On June 10, she told Morning Star News that her husband divorced her in accordance with Islamic law.
“When I received a call from my husband about my faith in Issa, I told him that I was a follower of Issa as my Lord and Savior,” she said. “My husband pronounced the Islamic phrase “I’m going to divorce you.” That was the end of my marriage to him. ”
Officials and other members of the Muslim community threatened to kill her, she said.
“I received threatening messages from two of my relatives that they would be better off killing me because they should be apostate and be killed than I would become a Christian,” she said.
On Friday (June 13th), she fled with her children to an area near the border with Kenya. Since then, they have moved from village to village, looking for manual work for their daily needs. She said she is eager to financially support her to rent a house, provide her children with tuition fees and start a small business to keep them.

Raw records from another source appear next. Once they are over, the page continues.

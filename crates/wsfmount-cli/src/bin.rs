// Copyright (c) Contributors to the SPK project.
// SPDX-License-Identifier: Apache-2.0
// https://github.com/spkenv/spk

mod args;
mod cmd_mount;
mod cmd_plan;
mod cmd_region;

use clap::Parser;

use crate::args::Opt;

fn main() {
    // because this function exits right away it does not
    // properly handle destruction of data, so we put the actual
    // logic into a separate function/scope
    std::process::exit(main2())
}

fn main2() -> i32 {
    let opt = Opt::parse();
    args::configure_logging(opt.verbose);

    let config = match opt.load_config() {
        Err(err) => {
            tracing::error!(err = ?err, "failed to load config");
            eprintln!("{:?}", miette::Report::new(err));
            return 1;
        }
        Ok(config) => config,
    };

    let result = opt.run(&config);
    args::handle_result(result)
}
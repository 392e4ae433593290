// Copyright (c) Contributors to the SPK project.
// SPDX-License-Identifier: Apache-2.0
// https://github.com/spkenv/spk

//! Mapping of host identity onto the backend region that serves it.

use std::str::FromStr;

use once_cell::unsync::OnceCell;
use serde::Serialize;

use crate::{Error, Result};

#[cfg(test)]
#[path = "./region_test.rs"]
mod region_test;

/// Region aliases that are no longer in use, and the code that replaced them.
pub const DEPRECATED_REGION_ALIASES: &[(&str, &str)] = &[("ftw", "nao")];

/// A datacenter or cluster that hosts its own backend endpoints.
#[derive(
    Clone,
    Copy,
    Debug,
    PartialEq,
    Eq,
    Hash,
    PartialOrd,
    Ord,
    Serialize,
    strum::Display,
    strum::EnumString,
    strum::IntoStaticStr,
)]
#[serde(rename_all = "lowercase")]
#[strum(serialize_all = "lowercase")]
pub enum RegionCode {
    Pci,
    Eag,
    Gtn,
    Nha,
    Snb,
    Nao,
}

impl RegionCode {
    /// Every known region, in the order that hostnames are matched against them.
    pub const ALL: [RegionCode; 6] = [
        RegionCode::Pci,
        RegionCode::Eag,
        RegionCode::Gtn,
        RegionCode::Nha,
        RegionCode::Snb,
        RegionCode::Nao,
    ];

    pub fn as_str(&self) -> &'static str {
        self.into()
    }

    /// Parse a region code, rewriting deprecated aliases first.
    pub fn parse<S: AsRef<str>>(value: S) -> Result<Self> {
        let normalized = normalize_alias(&value.as_ref().trim().to_lowercase());
        RegionCode::from_str(&normalized).map_err(|_| Error::UnknownRegion(normalized))
    }
}

/// Rewrite any deprecated region alias found in the given value.
pub fn normalize_alias(value: &str) -> String {
    let mut value = value.to_string();
    for (deprecated, replacement) in DEPRECATED_REGION_ALIASES {
        if value.contains(deprecated) {
            let rewritten = value.replace(deprecated, replacement);
            tracing::warn!("region {value:?} is deprecated, using {rewritten:?} instead");
            value = rewritten;
        }
    }
    value
}

/// Determine the region for a host.
///
/// An explicit override always wins over the hostname. A hostname that
/// does not contain any of the known region tokens cannot be resolved.
pub fn resolve(hostname: &str, explicit_override: Option<&str>) -> Result<RegionCode> {
    if let Some(region) = explicit_override.filter(|r| !r.trim().is_empty()) {
        tracing::debug!(%region, "using explicit region override");
        return RegionCode::parse(region);
    }
    let lowered = hostname.to_lowercase();
    RegionCode::ALL
        .into_iter()
        .find(|code| lowered.contains(code.as_str()))
        .ok_or_else(|| Error::UnresolvedRegion {
            hostname: hostname.to_string(),
        })
}

/// A source of the identity of the current machine.
pub trait HostIdentity {
    fn hostname(&self) -> Result<String>;
}

/// Identifies the machine that this process is running on.
#[derive(Debug, Default, Clone, Copy)]
pub struct SystemHost;

impl HostIdentity for SystemHost {
    fn hostname(&self) -> Result<String> {
        whoami::fallible::hostname().map_err(Error::Hostname)
    }
}

/// A fixed host identity, used when the hostname is configured explicitly.
#[derive(Debug, Clone)]
pub struct StaticHost(String);

impl StaticHost {
    pub fn new<S: Into<String>>(hostname: S) -> Self {
        Self(hostname.into())
    }
}

impl HostIdentity for StaticHost {
    fn hostname(&self) -> Result<String> {
        Ok(self.0.clone())
    }
}

/// Resolves the region of the current host at most once.
pub struct RegionResolver<'a> {
    host: &'a dyn HostIdentity,
    explicit_override: Option<String>,
    resolved: OnceCell<RegionCode>,
}

impl<'a> RegionResolver<'a> {
    pub fn new(host: &'a dyn HostIdentity, explicit_override: Option<String>) -> Self {
        Self {
            host,
            explicit_override,
            resolved: OnceCell::new(),
        }
    }

    /// The region of this host, resolving it on first use.
    pub fn host_region(&self) -> Result<RegionCode> {
        self.resolved
            .get_or_try_init(|| -> Result<RegionCode> {
                let hostname = match self.explicit_override.as_deref() {
                    Some(r) if !r.trim().is_empty() => String::new(),
                    _ => self.host.hostname()?,
                };
                let region = resolve(&hostname, self.explicit_override.as_deref())?;
                tracing::debug!(%region, %hostname, "resolved host region");
                Ok(region)
            })
            .copied()
    }
}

“My prayers are that Issa, who changed my life, may touch my family,” she said. “We need a Christian prayer during this difficult time. If God guides me to reach Kenya, I am sure my needs and the needs of my children will be met by Christians living in different parts of the world.”
According to the US State Department, Somali’s constitution establishes Islam as a national religion and prohibits the spread of other religions. It is also required that the law comply with the principles of Sharia (Islamic law) without exception to the application of non-Muslims.
The death penalty for apostasy is part of Islamic law, according to the mainstream schools of Islamic law. Al-Shabaab, a Somali Islamic extremist group, is allied with al-Qaeda and is accommodating education.
Al-Shabaab or Al-Shabaab sympathizers have killed non-local people in northern Kenya since 2011, when Kenyan forces led African coalitions to rebels against rebels in response to terrorist attacks on tourists and others on Kenya’s coast.
Somalia ranks second on the 2025 watch list of Christian support groups Opendoas in 50 countries where becoming a Christian is the most difficult.